Cualquier similitud con la realidad es pura coincidencia (o mala leche).

domingo, 17 de noviembre de 2013

Daría todo lo que fuera.
Siempre me pasa que, en algún momento del día, algún que otro recuerdo me absorbe. Y lo hace de tal forma que parece que estoy ahí, viviéndolo de nuevo. Debería sentirme feliz por ello, pero no es así.
Recordar a veces es genial, pero otras veces es una mierda.
Esta mañana, sin ir más lejos, me acordé de ella.

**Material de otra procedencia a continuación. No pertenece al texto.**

//! # Application State
//!
//! Everything a command may need, wired once per invocation.
//!
//! ```text
//! ┌─────────────────────────────────────────────────────────────────────────┐
//! │                          AppState::init                                 │
//! │                                                                         │
//! │  1. ClientConfig::load(--config)     defaults → TOML → env             │
//! │  2. Database::new(config.database_path())   migrations applied         │
//! │  3. SessionStore  (+ SignedIn when --token / REWARDCART_TOKEN)         │
//! │  4. RestApi       (reads bearer token from the session store)          │
//! │  5. NetworkMonitor (Offline until a probe says otherwise)              │
//! │  6. CartSyncController (db + api + network + emitter)                  │
//! └─────────────────────────────────────────────────────────────────────────┘
//! ```
//!
//! `bill validate` is pure and never builds this.

mod emitter;

pub use emitter::JsonLinesEmitter;

use std::sync::Arc;
use tracing::info;

use rewardcart_core::session::{AuthSession, SessionAction};
use rewardcart_db::{Database, DbConfig};
use rewardcart_sync::{
    CartApi, CartSyncController, ClientConfig, NetworkMonitor, NetworkStatus, NoOpEmitter,
    RestApi, SessionStore, SyncEventEmitter,
};

use crate::error::CliResult;
use crate::GlobalArgs;

/// User id recorded for sessions started from a raw token.
const CLI_USER_ID: &str = "cli";

pub struct AppState {
    pub config: ClientConfig,
    pub db: Database,
    pub session: SessionStore,
    pub api: Arc<RestApi>,
    pub network: NetworkMonitor,
    pub controller: CartSyncController,
}

impl AppState {
    pub async fn init(global: &GlobalArgs) -> CliResult<Self> {
        Self::with_emitter(global, Arc::new(NoOpEmitter)).await
    }

    pub async fn with_emitter(
        global: &GlobalArgs,
        emitter: Arc<dyn SyncEventEmitter>,
    ) -> CliResult<Self> {
        let config = ClientConfig::load(global.config.clone())?;

        let db_path = config.database_path();
        info!(?db_path, "Database path determined");
        let db = Database::new(DbConfig::new(db_path)).await?;

        let session = SessionStore::default();
        if let Some(token) = global.token.as_deref().filter(|t| !t.trim().is_empty()) {
            session.dispatch(SessionAction::SignedIn {
                auth: AuthSession {
                    user_id: CLI_USER_ID.to_string(),
                    token: token.trim().to_string(),
                    expires_at: None,
                },
            })?;
        }

        let api = Arc::new(RestApi::new(&config, session.clone())?);
        let cart_api: Arc<dyn CartApi> = api.clone();
        let network = NetworkMonitor::new(NetworkStatus::Offline);
        let controller = CartSyncController::with_emitter(
            db.clone(),
            cart_api,
            network.clone(),
            &config.sync,
            emitter,
        );

        Ok(AppState {
            config,
            db,
            session,
            api,
            network,
            controller,
        })
    }

    /// Checks reachability once and updates the network monitor.
    pub async fn probe(&self) -> NetworkStatus {
        self.network.probe(self.api.as_ref()).await
    }
}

De ella y todo lo feliz que consiguió hacerme en apenas unas horas de su compañía. Su sonrisa llenaba la habitación y sus locuras me llenaban a mí.
Éramos tal para cual. O eso pensaba. O eso parecía.
Nunca discutíamos, todo era perfecto, tenía a alguien en quien confiar, a quien recurrir cuando estaba mal... Era mi apoyo.
Pero un día la vi llorar en plena fiesta en la playa. Intentaba disimularlo pero, ¡qué coño!, yo la conocía. Sabía cuando algo no funcionaba.
Le pregunté qué sucedía. Me miró, con esa cara de cachorrillo abandonado que pone y no dijo nada. Solo se apoyó en mí y me manchó la camiseta de lágrimas. Solo pude abrazarla.
_Me voy del país. _susurró.
Me quedé en shock. ¿Cómo podía imaginarme yo tal cosa? No supe que decirle ni le hablé más del tema.
Los días siguientes estaba más animada, pero no como antes.
Cuando ella se marchó, descubrí que era por su padre. Era alcohólico y su centro de desintoxicación estaba en otras fronteras.
No supe más nada de ella.
Solo recuerdo y recordaré siempre, que ella era de hierro, la persona más fuerte que vi a mi lado.